### The problem
Copy each line of the data below in which the word "Commands" can be found.

*** Stored data Section Begins ***

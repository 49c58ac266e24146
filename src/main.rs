use anyhow::{Context, Result};
use clap::{Parser, Subcommand};
use std::io::{self, Write};
use std::path::PathBuf;

use nrgatlas::config::PipelineConfig;
use nrgatlas::pipeline::{self, AssetReport};

#[derive(Parser, Debug)]
#[command(name = "nrgatlas", version)]
#[command(about = "Build an energy-market master table and publication figures from Eurostat CSV", long_about = None)]
struct Cli {
    /// JSON configuration file (defaults apply to every omitted field)
    #[arg(long, global = true)]
    config: Option<PathBuf>,

    #[command(subcommand)]
    command: Commands,
}

#[derive(Subcommand, Debug)]
enum Commands {
    /// Pivot a long CSV into the master feature table
    Build {
        /// Long-format input CSV
        long: PathBuf,
        /// Output master CSV
        master: PathBuf,
    },

    /// Render figures and LaTeX tables from a master table
    Assets {
        /// Master CSV produced by `build`
        master: PathBuf,
        /// Directory for SVG figures
        #[arg(long, default_value = "figures")]
        figures: PathBuf,
        /// Directory for LaTeX tables
        #[arg(long, default_value = "tables")]
        tables: PathBuf,
    },

    /// Build the master table and every asset in one go
    Run {
        /// Long-format input CSV
        long: PathBuf,
        /// Output directory
        #[arg(short, long, default_value = "out")]
        out: PathBuf,
    },

    /// Print a JSON data-quality profile of a long CSV
    Profile {
        /// Long-format input CSV
        long: PathBuf,
    },
}

fn main() -> Result<()> {
    env_logger::init();
    let cli = Cli::parse();

    let config = match &cli.config {
        Some(path) => PipelineConfig::load(path)
            .with_context(|| format!("Failed to load config {}", path.display()))?,
        None => PipelineConfig::default(),
    };

    match cli.command {
        Commands::Build { long, master } => {
            let table = pipeline::build_master(&long, &config)?;
            pipeline::write_master(&table, &master)?;
            println!("{} rows written to {}", table.len(), master.display());
        }
        Commands::Assets {
            master,
            figures,
            tables,
        } => {
            let table = pipeline::load_master(&master)?;
            let report = pipeline::build_assets(&table, &config, &figures, &tables)?;
            print_report(&report);
        }
        Commands::Run { long, out } => {
            let report = pipeline::run(&long, &out, &config)?;
            print_report(&report);
        }
        Commands::Profile { long } => {
            let profile = pipeline::profile(&long, &config)?;
            let json = serde_json::to_string_pretty(&profile).context("Failed to serialize profile")?;
            let stdout = io::stdout();
            let mut handle = stdout.lock();
            writeln!(handle, "{}", json).context("Failed to write profile to stdout")?;
        }
    }

    Ok(())
}

fn print_report(report: &AssetReport) {
    for path in &report.written {
        println!("wrote {}", path.display());
    }
    for name in &report.skipped {
        println!("skipped {} (no usable data)", name);
    }
}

*** Stored data Section Ends ***

### Solution to the exercise
    command: Commands,
enum Commands {
        Commands::Build { long, master } => {
        Commands::Assets {
        Commands::Run { long, out } => {
        Commands::Profile { long } => {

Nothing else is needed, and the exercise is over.